Cette constitution de partie civile de dernière minute, qui menaçait le procès d'un report, n'a pas été bien accueillie par la défense des deux prévenus.
Pour Me Mary, l'intérêt de l'association V-Europe n'est "pas manifeste" dans ce dossier, ce que l'avocat de cette dernière réfute : "nous ne sommes pas une association de commerçants" #Abdeslam
— Julien Balboni (@julienbalbo) 5 février 2018
L'audience avait déjà été repoussée mi-décembre pour laisser le temps à Sven Mary, l'avocat de Salah Abdeslam tout juste rappelé à ses côtés, de prendre connaissance du dossier.
L'enjeu de ce procès, qui n'est pas celui des attentats du 13-Novembre, était de savoir si Abdeslam sortirait du mutisme qu'il observe face aux enquêteurs depuis son arrestation. Mais l'intéressé a d'emblée refusé de se lever et de décliner son identité face à la cour, comme le lui demandait la présidente Marie-France Keutgen à l'ouverture de l'audience.
"Je ne souhaite pas répondre", a-t-il d'abord bredouillé d'une voix faible. "Au moins les questions sur votre identité ?", tente la présidente. "Je ne souhaite pas répondre aux questions", répète-t-il, avant de se murer dans le silence.
Salah Abdeslam ne s'est pas levé. Il n'a pas voulu décliner son identité.
— Julien Balboni (@julienbalbo) 5 février 2018
Salah Abdeslam a fait son entrée au tribunal, encadré par deux colosses de la police belge. Barbe touffue et cheveux gominés, il a l'oeil noir et les sourcils froncés quand il pénètre dans la salle, sans un regard pour l'assistance. Démenotté, il se recoiffe vers l'arrière d'un geste des deux mains et s'assoit.
Il porte une veste gris clair, une chemise blanche, un pantalon noir et des chaussures de ville marron, un effort vestimentaire qui contraste avec le survêtement de son coprévenu, Sofiane Ayari.
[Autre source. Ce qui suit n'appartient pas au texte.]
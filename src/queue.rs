// Copyright Valkey GLIDE Project Contributors - SPDX Identifier: Apache-2.0

//! The time-and-size drain queue.
//!
//! Producers `put` entries concurrently; the queue coalesces them into
//! batches and hands each batch to the injected [`DrainSink`]. A drain is
//! triggered when a put fills the queue (size drain) or when the oldest
//! entry of the current non-empty episode reaches the configured age
//! (time drain).
//!
//! All drains execute on one background task, so at most one drain runs at
//! any instant. Triggers are messages to that task; a trigger that finds
//! its reason gone by the time it is handled (the queue no longer full, or
//! the episode it was armed for already drained) cancels itself.

use std::collections::VecDeque;
use std::pin::pin;
use std::sync::{Arc, Mutex, Weak};
use std::time::Duration;

use futures::future::BoxFuture;
use tokio::sync::mpsc::{self, UnboundedReceiver, UnboundedSender};
use tokio::sync::Notify;
use tokio::task::JoinHandle;
use tokio::time::Instant;
use tracing::trace;

/// Consumes one drained batch. The call may suspend; producers keep
/// putting while it runs and the next episode arms its own triggers.
pub type DrainSink<T> = Box<dyn Fn(Vec<T>) -> BoxFuture<'static, ()> + Send + Sync>;

/// When the queue drains: always on becoming full, and optionally when the
/// oldest queued entry has waited `timeout`.
#[derive(Debug, Clone, Copy, PartialEq, Eq)]
pub struct DrainPolicy {
    pub maxsize: usize,
    pub timeout: Option<Duration>,
}

impl DrainPolicy {
    pub fn size_only(maxsize: usize) -> DrainPolicy {
        DrainPolicy {
            maxsize,
            timeout: None,
        }
    }

    pub fn time_and_size(maxsize: usize, timeout: Duration) -> DrainPolicy {
        DrainPolicy {
            maxsize,
            timeout: Some(timeout),
        }
    }
}

enum DrainTrigger {
    /// A put made the queue full. Stale if the queue is no longer full.
    Size,
    /// The episode that started at the captured instant timed out. Stale
    /// if that episode has already been drained.
    Time(Instant),
}

struct QueueState<T> {
    entries: VecDeque<T>,
    /// Start of the current non-empty episode; `None` iff the queue is empty.
    timestamp: Option<Instant>,
    /// The pending time-drain timer for the current episode.
    timer: Option<JoinHandle<()>>,
}

pub struct DrainQueue<T> {
    policy: DrainPolicy,
    state: Mutex<QueueState<T>>,
    space: Notify,
    triggers: UnboundedSender<DrainTrigger>,
}

impl<T: Send + 'static> DrainQueue<T> {
    /// Creates the queue and spawns its drainer task. The task exits when
    /// the queue is dropped. Must be called from within a tokio runtime.
    pub fn new(policy: DrainPolicy, sink: DrainSink<T>) -> Arc<DrainQueue<T>> {
        assert!(policy.maxsize > 0, "maxsize must be at least 1");
        let (triggers, trigger_rx) = mpsc::unbounded_channel();
        let queue = Arc::new(DrainQueue {
            policy,
            state: Mutex::new(QueueState {
                entries: VecDeque::new(),
                timestamp: None,
                timer: None,
            }),
            space: Notify::new(),
            triggers,
        });
        tokio::spawn(run_drains(Arc::downgrade(&queue), trigger_rx, sink));
        queue
    }

    /// Enqueues one entry, waiting while the queue is full. Entries leave
    /// the queue in the order they were put.
    pub async fn put(&self, entry: T) {
        let mut entry = Some(entry);
        loop {
            let mut notified = pin!(self.space.notified());
            notified.as_mut().enable();
            {
                let mut state = self.state.lock().unwrap();
                if state.entries.len() < self.policy.maxsize {
                    if state.entries.is_empty() {
                        self.begin_episode(&mut state);
                    }
                    state.entries.push_back(entry.take().expect("entry is put once"));
                    if state.entries.len() == self.policy.maxsize {
                        let _ = self.triggers.send(DrainTrigger::Size);
                    }
                    return;
                }
            }
            notified.await;
        }
    }

    /// Removes and returns all currently queued entries in FIFO order,
    /// ending the current episode.
    pub fn flush(&self) -> Vec<T> {
        let mut state = self.state.lock().unwrap();
        self.flush_locked(&mut state)
    }

    pub fn len(&self) -> usize {
        self.state.lock().unwrap().entries.len()
    }

    pub fn is_empty(&self) -> bool {
        self.len() == 0
    }

    /// Marks the empty→non-empty transition: stamps the episode and arms
    /// its time drain.
    fn begin_episode(&self, state: &mut QueueState<T>) {
        let started = Instant::now();
        state.timestamp = Some(started);
        let Some(timeout) = self.policy.timeout else {
            return;
        };
        let triggers = self.triggers.clone();
        state.timer = Some(tokio::spawn(async move {
            tokio::time::sleep_until(started + timeout).await;
            let _ = triggers.send(DrainTrigger::Time(started));
        }));
    }

    fn flush_locked(&self, state: &mut QueueState<T>) -> Vec<T> {
        let batch: Vec<T> = state.entries.drain(..).collect();
        state.timestamp = None;
        if let Some(timer) = state.timer.take() {
            timer.abort();
        }
        if !batch.is_empty() {
            self.space.notify_waiters();
        }
        batch
    }

    /// Applies the cancellation predicate for `trigger` and, if it still
    /// holds, extracts the batch.
    fn take_batch(&self, trigger: DrainTrigger) -> Option<Vec<T>> {
        let mut state = self.state.lock().unwrap();
        match trigger {
            DrainTrigger::Size => {
                if state.entries.len() < self.policy.maxsize {
                    trace!("size drain cancelled, queue no longer full");
                    return None;
                }
            }
            DrainTrigger::Time(armed) => {
                if state.timestamp != Some(armed) {
                    trace!("time drain cancelled, episode already drained");
                    return None;
                }
            }
        }
        Some(self.flush_locked(&mut state))
    }
}

impl<T> Drop for DrainQueue<T> {
    fn drop(&mut self) {
        if let Some(timer) = self.state.lock().unwrap().timer.take() {
            timer.abort();
        }
    }
}

/// The single drain executor. Holding only a weak reference lets the queue
/// (and this task) shut down once all owners are gone.
async fn run_drains<T: Send + 'static>(
    queue: Weak<DrainQueue<T>>,
    mut triggers: UnboundedReceiver<DrainTrigger>,
    sink: DrainSink<T>,
) {
    while let Some(trigger) = triggers.recv().await {
        let Some(queue) = queue.upgrade() else {
            return;
        };
        let batch = queue.take_batch(trigger);
        drop(queue);
        if let Some(batch) = batch {
            if !batch.is_empty() {
                sink(batch).await;
            }
        }
    }
}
Salah Abdedslam a fait savoir par le biais de son avocat qu'il souhaitait qu'aucune image de lui ne soit prise par les médias.
Les magistrats entrent dans la salle. Le tribunal est présidé par la juge Marie-France Keutgen. #Abdeslam
— Julien Balboni (@julienbalbo) 5 février 2018
À l'inverse d'un accusé aux assises, qui comparaît dans un box, le prévenu de l'audience correctionnelle est placé comme à l'habitude face au tribunal, au premier rang de la salle d'audience, tournant le dos au public.
Salah #Abdeslam a les cheveux longs et une barbe fournie.